HeartCatch Precure 31 Released

The fate of the world rests in the hands of these two young heroes!

SD: DDL | Torrent
HD: DDL | Torrent
Thanks to the lovely CureGecko for our DDLs, and don’t forget that as with all of our Precure releases, you can grab these episodes from the lovely [Precure]AllStars bot in either #precure or #news on irc.rizon.net, thanks to the ever-sexcellent Rika-chama.

So our goal is to get as caught up as possible in this week where there’s no HeartCatch airing. I’m TLing 35 atm (FUCK 35), 34’s with our editor, 33’s in QC and 32 will be following this pretty sharpish. Maybe together even. Who knows at the time I am writing this post in advance because I write far too much on these damn things. :V

Speaking of which, bumper nitpicking translation talk this week. There is a lot of stupid stuff nuance to discuss in this episode. Catch it after the jump as ever.

Today’s flower of the week is the red spider lily, or lycoris radiata. This is a lovely flower that is both poisonous and generally associated with death, which I suppose fits the theme of the episode but begs the question of exactly why they’re growing the damn things in the middle of a school garden. I suppose they are pretty, but it’s like, hey, this is the flower that legend says grows on the other side of the Japanese equivalent of the River Styx. Let’s have them in our school gardens! Hooray!
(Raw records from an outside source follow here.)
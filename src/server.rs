//! Process wiring shared by the service binaries.

use crate::api::OAuthAppState;
use crate::config::{GatewayConfig, Secrets};
use crate::credentials::SqliteCredentialStore;
use crate::gateway::Gateway;
use crate::oauth::{run_state_cleanup, CsrfStates, HttpTokenEndpoint, OAuthProviderConfig};
use anyhow::{Context, Result};
use axum::Router;
use std::sync::Arc;
use std::time::Duration;
use tower_http::cors::CorsLayer;
use tracing::info;

/// Interval of the CSRF state sweep.
const STATE_CLEANUP_INTERVAL_SECS: u64 = 300;

/// Initialize the tracing subscriber; `RUST_LOG` overrides `default_filter`.
pub fn init_tracing(default_filter: &str) {
    tracing_subscriber::fmt()
        .with_env_filter(
            tracing_subscriber::EnvFilter::try_from_default_env()
                .unwrap_or_else(|_| default_filter.to_string().into()),
        )
        .init();
}

/// Load configuration from `APIGATE_CONFIG` (if set) and apply env overrides.
pub fn load_configuration() -> Result<GatewayConfig> {
    let mut config = match std::env::var("APIGATE_CONFIG") {
        Ok(path) => crate::config::load_config(&path)?,
        Err(_) => GatewayConfig::default(),
    };
    crate::config::apply_env_overrides(&mut config);
    config.validate().context("Invalid configuration")?;
    Ok(config)
}

/// Open storage, build the gateway and start background maintenance.
pub fn build_oauth_state(config: &GatewayConfig, secrets: &Secrets) -> Result<OAuthAppState> {
    let store = Arc::new(
        SqliteCredentialStore::open(&config.storage.database_path, &secrets.encryption_key)
            .context("Failed to initialize credential store")?,
    );
    info!(path = %config.storage.database_path.display(), "Credential store initialized");

    let provider = OAuthProviderConfig::from_config(&config.oauth, secrets);
    let endpoint = Arc::new(HttpTokenEndpoint::new(&provider));

    let gateway = Gateway::from_config(config, store, endpoint.clone())?;
    gateway.spawn_sweepers(
        Duration::from_secs(config.cache.sweep_interval_seconds.max(1)),
        config.rate_limit.window().max(Duration::from_secs(1)),
    );

    let states = CsrfStates::new(config.server.oauth_state_expiry_seconds);
    tokio::spawn(run_state_cleanup(states.clone(), STATE_CLEANUP_INTERVAL_SECS));

    Ok(OAuthAppState {
        gateway,
        endpoint,
        provider,
        states,
        callback_base_url: config.server.callback_base_url.clone(),
    })
}

/// Serve `router` on `bind_addr` until ctrl-c.
pub async fn serve(router: Router, bind_addr: &str) -> Result<()> {
    let router = router.layer(CorsLayer::permissive());
    let listener = tokio::net::TcpListener::bind(bind_addr)
        .await
        .with_context(|| format!("Failed to bind {}", bind_addr))?;
    info!(addr = %bind_addr, "HTTP API listening");

    axum::serve(listener, router)
        .with_graceful_shutdown(async {
            let _ = tokio::signal::ctrl_c().await;
            info!("Shutdown signal received");
        })
        .await
        .context("HTTP server error")?;

    Ok(())
}
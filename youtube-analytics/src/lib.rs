//! YouTube channel analytics served through the `apigate` gateway.
//!
//! Every upstream call runs inside [`apigate::Gateway::fetch_with_cache`], so
//! subjects are rate limited, responses are cached and access tokens are
//! refreshed without this crate handling credentials itself.

pub mod api;
pub mod classify;
pub mod client;
pub mod service;
pub mod types;

pub use api::{create_channel_router, ChannelAppState};
pub use client::YouTubeClient;
pub use service::AnalyticsService;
And yayifications were had by all.

The Myoudouin wallscroll reappears briefly in this episode but not in it’s entirity so I didn’t bother subbing the half that was visible. If you’re curious or want a reminder, the Myoudouin gym has a wallscroll that just says something like “The best medicine is always hard to swallow.” – a proverb basically meaning the advice we most need to listen to and reflect on is the advice we don’t want to hear and tend to get our knickers in a twist over. Ironically the exact Chinese is pretty much literally that but us Westerners decided it needed translating as a barely recognizable tale about medicine. Thanks, classical translators!
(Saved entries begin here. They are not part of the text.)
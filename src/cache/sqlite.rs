use super::{CacheHit, CacheKey, ResponseCache};
use anyhow::{anyhow, Context, Result};
use async_trait::async_trait;
use chrono::Utc;
use rusqlite::{params, Connection, OptionalExtension};
use serde_json::Value;
use std::path::Path;
use std::sync::{Arc, Mutex};
use std::time::Duration;

/// Durable cache tier in SQLite.
///
/// Timestamps are wall-clock milliseconds so entries stay meaningful across
/// restarts and across processes sharing the file. Statements run on the
/// blocking pool.
pub struct SqliteCache {
    conn: Arc<Mutex<Connection>>,
    ttl: Duration,
}

impl SqliteCache {
    pub fn open<P: AsRef<Path>>(db_path: P, ttl: Duration) -> Result<Self> {
        let conn = Connection::open(db_path).context("Failed to open cache database")?;
        conn.execute(
            r#"
            CREATE TABLE IF NOT EXISTS response_cache (
                cache_key TEXT PRIMARY KEY,
                subject_id TEXT NOT NULL,
                payload TEXT NOT NULL,
                stored_at_ms INTEGER NOT NULL
            )
            "#,
            [],
        )
        .context("Failed to create response_cache table")?;

        conn.execute(
            "CREATE INDEX IF NOT EXISTS idx_response_cache_subject ON response_cache(subject_id)",
            [],
        )
        .context("Failed to create index")?;

        Ok(Self {
            conn: Arc::new(Mutex::new(conn)),
            ttl,
        })
    }

    async fn with_conn<T, F>(&self, op: F) -> Result<T>
    where
        F: FnOnce(&Connection) -> Result<T> + Send + 'static,
        T: Send + 'static,
    {
        let conn = Arc::clone(&self.conn);
        tokio::task::spawn_blocking(move || {
            let conn = conn
                .lock()
                .map_err(|_| anyhow!("Cache database lock poisoned"))?;
            op(&conn)
        })
        .await
        .context("Cache database task failed")?
    }

    fn ttl_ms(&self) -> i64 {
        i64::try_from(self.ttl.as_millis()).unwrap_or(i64::MAX)
    }

    async fn upsert(&self, key: &CacheKey, value: &Value, stored_at_ms: i64) -> Result<()> {
        let payload = serde_json::to_string(value).context("Failed to serialize cache payload")?;
        let cache_key = key.as_str().to_string();
        let subject = key.subject().to_string();
        self.with_conn(move |conn| {
            conn.execute(
                r#"
                INSERT INTO response_cache (cache_key, subject_id, payload, stored_at_ms)
                VALUES (?1, ?2, ?3, ?4)
                ON CONFLICT(cache_key) DO UPDATE SET
                    subject_id = excluded.subject_id,
                    payload = excluded.payload,
                    stored_at_ms = excluded.stored_at_ms
                "#,
                params![cache_key, subject, payload, stored_at_ms],
            )
            .context("Failed to store cache entry")?;
            Ok(())
        })
        .await
    }
}

#[async_trait]
impl ResponseCache for SqliteCache {
    async fn get(&self, key: &CacheKey) -> Result<Option<CacheHit>> {
        let cache_key = key.as_str().to_string();
        let row: Option<(String, i64)> = self
            .with_conn(move |conn| {
                conn.query_row(
                    "SELECT payload, stored_at_ms FROM response_cache WHERE cache_key = ?1",
                    params![cache_key],
                    |row| Ok((row.get(0)?, row.get(1)?)),
                )
                .optional()
                .context("Failed to read cache entry")
            })
            .await?;

        let Some((payload, stored_at_ms)) = row else {
            return Ok(None);
        };

        let age_ms = (Utc::now().timestamp_millis() - stored_at_ms).max(0);
        if age_ms >= self.ttl_ms() {
            return Ok(None);
        }

        let value = serde_json::from_str(&payload).context("Corrupt cache payload")?;
        Ok(Some(CacheHit {
            value,
            age: Duration::from_millis(age_ms as u64),
        }))
    }

    async fn set(&self, key: &CacheKey, value: Value) -> Result<()> {
        self.upsert(key, &value, Utc::now().timestamp_millis()).await
    }

    async fn backfill(&self, key: &CacheKey, value: Value, age: Duration) -> Result<()> {
        let age_ms = i64::try_from(age.as_millis()).unwrap_or(i64::MAX);
        let stored_at_ms = Utc::now().timestamp_millis().saturating_sub(age_ms);
        self.upsert(key, &value, stored_at_ms).await
    }

    async fn invalidate(&self, key: &CacheKey) -> Result<()> {
        let cache_key = key.as_str().to_string();
        self.with_conn(move |conn| {
            conn.execute(
                "DELETE FROM response_cache WHERE cache_key = ?1",
                params![cache_key],
            )
            .context("Failed to delete cache entry")?;
            Ok(())
        })
        .await
    }

    async fn invalidate_subject(&self, subject: &str) -> Result<usize> {
        let subject = subject.to_string();
        self.with_conn(move |conn| {
            conn.execute(
                "DELETE FROM response_cache WHERE subject_id = ?1",
                params![subject],
            )
            .context("Failed to delete subject cache entries")
        })
        .await
    }

    async fn sweep_expired(&self) -> Result<usize> {
        let cutoff = Utc::now().timestamp_millis().saturating_sub(self.ttl_ms());
        self.with_conn(move |conn| {
            conn.execute(
                "DELETE FROM response_cache WHERE stored_at_ms <= ?1",
                params![cutoff],
            )
            .context("Failed to sweep cache entries")
        })
        .await
    }
}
When the test results board is visible at about 12 minutes in, one can see a couple of foreign names in katakana on the second column. In 21st place is apparently a Ben Carter, and in 22nd place a Meherun with no surname because crazy continental Asian countries aren’t allowed surnames in Japan, apparently. The first 20 all appear to be glorious Japan so from this we can infer that Myoudouin is incredibly tolerant of foreign pupils as long as they’re not too clever. :V

And… okay, this is the big one. Let’s have a reference image please. Ah, thank you very much.

Whenever you get large quantities of English text in a Japanese show it’s either going to be really really terrible (see: the episode of Kamen Rider W where a PDA said “This metal piece hides potential of investing reinforced ham more than the dopant by making the Gaia memory react to the human body.”) or it’s going to be stolen from somewhere. For some reason indulging my curiosity when it’s latter gives me happy feeling. So let’s do some digging, shall we?

The question on parables is taken from a 2005 university-level test paper which invites Japanese students to translate passages from fruitily-written English text into Japanese, as well as try and work out the meaning of a word they wouldn’t have heard before (in this case ‘parable’) from context, with the three possible definitions also being provided in English.

If it makes you feel better, I would have trouble on the “translate these passages into Japanese” ones just because the grammar is so utterly different between the two languages. I mean, it’s doable, but it’s just the kind of thing one would have to think about. Not used to translating in reverse. :w

But now this is where it gets great. You might be asking, well, if the question that HeartCatch stole the text from is written in English too, does that mean that English was also stolen from somewhere? Yup! The possible definitions of what a parable are are taken from this lovely fourth grade slideshow about folklore which I assume is to be used in Sunday school. So essentially, Japanese university students are learning what religiously-raised American kids were learning in fourth grade.

The exception, by the way, is the third choice in the multiple choice, which is in fact the dictionary definition of ‘skit’.

So there we go, half an hour of my life wasted between researching that a week or so back and writing it today. But curiosity is always fun to sate, non?